▶ INSTRUCTIONS TO FOLLOW
Output a verbatim copy of the data, cut off after the line that contains "mod managers;".

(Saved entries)
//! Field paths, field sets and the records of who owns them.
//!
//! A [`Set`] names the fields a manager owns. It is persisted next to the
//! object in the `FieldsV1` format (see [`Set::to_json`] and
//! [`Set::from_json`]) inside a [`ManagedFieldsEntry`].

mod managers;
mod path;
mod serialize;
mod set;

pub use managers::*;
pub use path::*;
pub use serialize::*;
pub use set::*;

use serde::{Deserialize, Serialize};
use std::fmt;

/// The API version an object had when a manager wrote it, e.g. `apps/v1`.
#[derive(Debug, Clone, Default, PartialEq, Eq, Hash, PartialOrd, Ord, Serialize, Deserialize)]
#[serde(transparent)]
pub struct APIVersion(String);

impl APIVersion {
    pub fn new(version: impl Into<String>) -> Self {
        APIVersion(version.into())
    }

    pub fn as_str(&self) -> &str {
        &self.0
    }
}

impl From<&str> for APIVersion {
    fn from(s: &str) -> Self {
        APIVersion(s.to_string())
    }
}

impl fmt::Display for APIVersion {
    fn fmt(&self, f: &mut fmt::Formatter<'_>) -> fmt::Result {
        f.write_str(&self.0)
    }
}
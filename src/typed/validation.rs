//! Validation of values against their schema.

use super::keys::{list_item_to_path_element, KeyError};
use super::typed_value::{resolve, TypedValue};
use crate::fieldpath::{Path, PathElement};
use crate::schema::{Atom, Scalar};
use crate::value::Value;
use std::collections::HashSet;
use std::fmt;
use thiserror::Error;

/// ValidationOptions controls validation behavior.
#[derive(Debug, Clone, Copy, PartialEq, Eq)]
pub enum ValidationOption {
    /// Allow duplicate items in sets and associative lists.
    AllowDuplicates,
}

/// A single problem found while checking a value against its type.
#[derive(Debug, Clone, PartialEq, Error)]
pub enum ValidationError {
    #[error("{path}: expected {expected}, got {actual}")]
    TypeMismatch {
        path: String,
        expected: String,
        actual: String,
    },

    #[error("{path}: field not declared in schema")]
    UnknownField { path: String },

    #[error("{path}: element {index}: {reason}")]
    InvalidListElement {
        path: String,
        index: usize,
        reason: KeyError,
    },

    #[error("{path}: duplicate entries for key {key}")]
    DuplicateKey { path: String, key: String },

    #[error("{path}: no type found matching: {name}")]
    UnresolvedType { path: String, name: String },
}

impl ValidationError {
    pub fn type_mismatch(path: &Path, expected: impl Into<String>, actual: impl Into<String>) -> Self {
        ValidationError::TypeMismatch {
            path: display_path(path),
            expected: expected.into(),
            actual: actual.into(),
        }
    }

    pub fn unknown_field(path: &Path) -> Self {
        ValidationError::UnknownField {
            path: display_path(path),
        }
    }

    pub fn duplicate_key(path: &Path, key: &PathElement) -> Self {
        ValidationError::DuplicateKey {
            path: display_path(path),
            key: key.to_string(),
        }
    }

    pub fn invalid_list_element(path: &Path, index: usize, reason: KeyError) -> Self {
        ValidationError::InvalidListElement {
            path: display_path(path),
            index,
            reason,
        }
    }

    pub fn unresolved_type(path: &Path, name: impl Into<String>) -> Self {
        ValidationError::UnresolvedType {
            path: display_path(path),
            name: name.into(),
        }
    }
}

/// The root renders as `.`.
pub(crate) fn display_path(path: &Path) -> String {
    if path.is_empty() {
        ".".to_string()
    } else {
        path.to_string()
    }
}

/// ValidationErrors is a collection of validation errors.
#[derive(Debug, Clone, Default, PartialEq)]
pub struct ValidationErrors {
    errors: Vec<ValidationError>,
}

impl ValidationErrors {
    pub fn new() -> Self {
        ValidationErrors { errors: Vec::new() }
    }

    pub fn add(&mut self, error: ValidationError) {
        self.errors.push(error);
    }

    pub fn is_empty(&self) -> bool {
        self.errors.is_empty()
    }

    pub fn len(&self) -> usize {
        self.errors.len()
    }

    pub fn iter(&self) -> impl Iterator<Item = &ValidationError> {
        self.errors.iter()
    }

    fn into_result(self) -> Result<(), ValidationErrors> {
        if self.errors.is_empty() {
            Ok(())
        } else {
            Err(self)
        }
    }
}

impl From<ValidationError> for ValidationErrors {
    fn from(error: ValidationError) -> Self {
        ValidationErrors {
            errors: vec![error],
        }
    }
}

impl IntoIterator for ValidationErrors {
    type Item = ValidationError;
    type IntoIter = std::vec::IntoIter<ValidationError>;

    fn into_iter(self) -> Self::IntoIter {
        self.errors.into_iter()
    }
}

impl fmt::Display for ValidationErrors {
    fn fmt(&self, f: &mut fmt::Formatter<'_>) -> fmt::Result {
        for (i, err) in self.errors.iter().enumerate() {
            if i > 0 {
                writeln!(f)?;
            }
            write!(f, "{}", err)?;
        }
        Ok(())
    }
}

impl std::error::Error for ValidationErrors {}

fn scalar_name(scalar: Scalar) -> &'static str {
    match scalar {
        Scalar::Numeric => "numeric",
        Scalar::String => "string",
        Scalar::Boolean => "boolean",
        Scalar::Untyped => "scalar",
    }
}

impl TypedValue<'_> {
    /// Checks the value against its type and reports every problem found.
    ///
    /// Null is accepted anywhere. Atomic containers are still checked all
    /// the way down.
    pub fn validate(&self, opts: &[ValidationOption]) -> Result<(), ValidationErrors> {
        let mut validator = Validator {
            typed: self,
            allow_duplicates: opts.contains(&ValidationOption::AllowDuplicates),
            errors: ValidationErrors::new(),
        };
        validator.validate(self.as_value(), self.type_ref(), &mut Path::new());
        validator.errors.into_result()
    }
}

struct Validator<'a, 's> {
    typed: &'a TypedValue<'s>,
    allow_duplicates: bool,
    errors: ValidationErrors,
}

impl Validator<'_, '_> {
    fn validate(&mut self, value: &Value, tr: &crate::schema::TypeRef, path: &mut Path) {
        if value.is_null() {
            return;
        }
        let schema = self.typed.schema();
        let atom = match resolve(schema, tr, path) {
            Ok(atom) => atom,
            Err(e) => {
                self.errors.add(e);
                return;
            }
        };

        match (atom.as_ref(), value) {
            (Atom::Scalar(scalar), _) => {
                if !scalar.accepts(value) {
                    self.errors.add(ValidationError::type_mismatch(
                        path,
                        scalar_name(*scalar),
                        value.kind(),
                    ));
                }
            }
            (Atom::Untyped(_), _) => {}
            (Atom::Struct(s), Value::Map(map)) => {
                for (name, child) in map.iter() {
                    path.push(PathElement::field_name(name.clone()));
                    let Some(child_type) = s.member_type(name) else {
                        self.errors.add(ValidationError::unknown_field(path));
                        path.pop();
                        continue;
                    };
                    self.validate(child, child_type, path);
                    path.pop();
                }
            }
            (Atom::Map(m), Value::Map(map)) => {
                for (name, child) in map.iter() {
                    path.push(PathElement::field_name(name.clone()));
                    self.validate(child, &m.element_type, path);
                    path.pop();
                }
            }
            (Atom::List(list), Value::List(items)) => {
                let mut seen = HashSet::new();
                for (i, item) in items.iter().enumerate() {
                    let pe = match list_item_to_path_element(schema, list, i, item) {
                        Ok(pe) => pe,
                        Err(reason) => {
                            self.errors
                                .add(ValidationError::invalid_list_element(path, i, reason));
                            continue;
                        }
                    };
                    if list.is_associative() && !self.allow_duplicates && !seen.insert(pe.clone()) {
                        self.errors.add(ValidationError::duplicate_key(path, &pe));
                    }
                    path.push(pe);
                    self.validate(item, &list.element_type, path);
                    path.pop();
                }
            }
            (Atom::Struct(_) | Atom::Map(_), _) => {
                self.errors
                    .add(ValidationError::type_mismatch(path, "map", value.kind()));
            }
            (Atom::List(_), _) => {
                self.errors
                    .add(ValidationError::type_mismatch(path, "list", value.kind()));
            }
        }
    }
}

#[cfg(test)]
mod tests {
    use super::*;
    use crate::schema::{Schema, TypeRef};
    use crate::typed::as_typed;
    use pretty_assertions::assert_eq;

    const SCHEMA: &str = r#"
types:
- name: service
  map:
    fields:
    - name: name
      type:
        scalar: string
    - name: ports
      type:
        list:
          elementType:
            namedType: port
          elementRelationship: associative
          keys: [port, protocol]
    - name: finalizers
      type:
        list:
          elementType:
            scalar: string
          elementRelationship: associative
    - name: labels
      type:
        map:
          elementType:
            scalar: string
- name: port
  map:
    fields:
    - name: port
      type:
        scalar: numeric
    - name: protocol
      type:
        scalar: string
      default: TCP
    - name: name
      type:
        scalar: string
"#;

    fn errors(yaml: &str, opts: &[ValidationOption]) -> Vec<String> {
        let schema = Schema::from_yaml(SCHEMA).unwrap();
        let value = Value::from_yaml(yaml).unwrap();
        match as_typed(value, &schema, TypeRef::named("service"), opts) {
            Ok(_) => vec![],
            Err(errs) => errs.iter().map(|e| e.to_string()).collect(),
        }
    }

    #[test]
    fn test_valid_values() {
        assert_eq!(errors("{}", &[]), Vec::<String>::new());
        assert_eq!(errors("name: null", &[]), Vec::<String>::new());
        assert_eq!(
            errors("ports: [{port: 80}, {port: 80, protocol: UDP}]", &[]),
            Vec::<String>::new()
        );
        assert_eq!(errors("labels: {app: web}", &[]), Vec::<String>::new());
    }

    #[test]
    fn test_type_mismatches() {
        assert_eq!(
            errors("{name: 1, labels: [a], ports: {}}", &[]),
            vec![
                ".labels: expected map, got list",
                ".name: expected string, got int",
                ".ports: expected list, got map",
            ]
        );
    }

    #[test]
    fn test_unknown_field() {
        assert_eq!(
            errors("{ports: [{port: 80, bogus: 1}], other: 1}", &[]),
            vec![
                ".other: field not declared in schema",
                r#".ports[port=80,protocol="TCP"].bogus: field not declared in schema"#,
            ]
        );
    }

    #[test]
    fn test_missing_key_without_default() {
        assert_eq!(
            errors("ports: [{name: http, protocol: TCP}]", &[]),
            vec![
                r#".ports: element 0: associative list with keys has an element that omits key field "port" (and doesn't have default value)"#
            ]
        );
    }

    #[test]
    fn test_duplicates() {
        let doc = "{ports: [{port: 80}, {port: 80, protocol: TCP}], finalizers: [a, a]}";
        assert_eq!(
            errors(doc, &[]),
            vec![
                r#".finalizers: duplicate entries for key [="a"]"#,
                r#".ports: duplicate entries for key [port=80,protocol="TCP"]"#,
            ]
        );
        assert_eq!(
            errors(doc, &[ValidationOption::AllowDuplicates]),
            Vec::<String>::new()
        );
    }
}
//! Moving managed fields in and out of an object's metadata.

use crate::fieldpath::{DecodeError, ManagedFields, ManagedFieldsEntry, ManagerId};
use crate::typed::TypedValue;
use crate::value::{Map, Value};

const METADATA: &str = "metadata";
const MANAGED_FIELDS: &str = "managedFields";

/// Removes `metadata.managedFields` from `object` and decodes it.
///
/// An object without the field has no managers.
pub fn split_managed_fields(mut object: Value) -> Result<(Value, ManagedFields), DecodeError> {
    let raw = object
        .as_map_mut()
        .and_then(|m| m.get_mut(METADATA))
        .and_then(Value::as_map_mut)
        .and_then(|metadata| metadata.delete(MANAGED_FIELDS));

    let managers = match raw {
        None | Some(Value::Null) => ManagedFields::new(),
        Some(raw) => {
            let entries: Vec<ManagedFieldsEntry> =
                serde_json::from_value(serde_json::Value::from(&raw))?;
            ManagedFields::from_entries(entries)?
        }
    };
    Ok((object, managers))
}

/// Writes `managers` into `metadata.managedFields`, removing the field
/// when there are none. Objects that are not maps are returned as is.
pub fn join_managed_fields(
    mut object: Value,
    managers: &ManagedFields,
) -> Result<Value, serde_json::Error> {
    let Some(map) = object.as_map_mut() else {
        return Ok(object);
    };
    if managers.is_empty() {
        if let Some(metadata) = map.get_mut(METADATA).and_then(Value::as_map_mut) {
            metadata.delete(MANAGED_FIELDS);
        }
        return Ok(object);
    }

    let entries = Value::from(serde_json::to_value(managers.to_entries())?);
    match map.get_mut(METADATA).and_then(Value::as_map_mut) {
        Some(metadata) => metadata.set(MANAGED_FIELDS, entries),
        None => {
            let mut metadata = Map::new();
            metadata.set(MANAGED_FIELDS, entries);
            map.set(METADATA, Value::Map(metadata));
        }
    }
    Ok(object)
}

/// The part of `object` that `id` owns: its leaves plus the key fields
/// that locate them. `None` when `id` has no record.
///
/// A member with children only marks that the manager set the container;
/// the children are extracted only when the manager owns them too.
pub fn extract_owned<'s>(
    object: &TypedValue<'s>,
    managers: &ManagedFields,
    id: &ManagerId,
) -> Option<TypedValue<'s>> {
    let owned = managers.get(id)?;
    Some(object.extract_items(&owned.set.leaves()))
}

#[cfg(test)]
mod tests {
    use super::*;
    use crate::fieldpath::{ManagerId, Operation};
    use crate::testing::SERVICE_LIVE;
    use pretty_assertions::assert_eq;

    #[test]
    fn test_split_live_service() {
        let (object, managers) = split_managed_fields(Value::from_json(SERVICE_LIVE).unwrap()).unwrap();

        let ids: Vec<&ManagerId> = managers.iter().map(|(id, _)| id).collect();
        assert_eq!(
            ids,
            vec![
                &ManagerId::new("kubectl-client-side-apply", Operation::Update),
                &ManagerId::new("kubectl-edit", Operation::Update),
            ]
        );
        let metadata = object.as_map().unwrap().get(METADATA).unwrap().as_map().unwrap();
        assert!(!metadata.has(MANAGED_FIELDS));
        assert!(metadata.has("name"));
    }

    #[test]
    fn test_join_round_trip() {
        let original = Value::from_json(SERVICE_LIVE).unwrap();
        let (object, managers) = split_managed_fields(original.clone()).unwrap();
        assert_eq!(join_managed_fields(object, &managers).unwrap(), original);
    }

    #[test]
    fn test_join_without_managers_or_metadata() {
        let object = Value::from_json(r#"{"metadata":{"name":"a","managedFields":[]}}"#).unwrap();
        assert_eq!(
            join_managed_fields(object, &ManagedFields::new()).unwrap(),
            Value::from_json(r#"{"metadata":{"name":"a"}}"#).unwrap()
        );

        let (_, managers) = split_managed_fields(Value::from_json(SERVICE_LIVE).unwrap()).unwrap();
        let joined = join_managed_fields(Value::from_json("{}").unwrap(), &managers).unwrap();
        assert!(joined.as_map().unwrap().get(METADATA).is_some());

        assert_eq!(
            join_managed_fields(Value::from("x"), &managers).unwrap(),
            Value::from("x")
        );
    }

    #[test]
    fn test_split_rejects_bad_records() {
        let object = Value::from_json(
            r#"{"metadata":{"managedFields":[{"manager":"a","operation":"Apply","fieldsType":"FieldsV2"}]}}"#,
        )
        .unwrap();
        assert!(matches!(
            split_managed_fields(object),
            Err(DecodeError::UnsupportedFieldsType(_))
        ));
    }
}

▶ RESULT FOR THIS TASK
//! Field paths, field sets and the records of who owns them.
//!
//! A [`Set`] names the fields a manager owns. It is persisted next to the
//! object in the `FieldsV1` format (see [`Set::to_json`] and
//! [`Set::from_json`]) inside a [`ManagedFieldsEntry`].

mod managers;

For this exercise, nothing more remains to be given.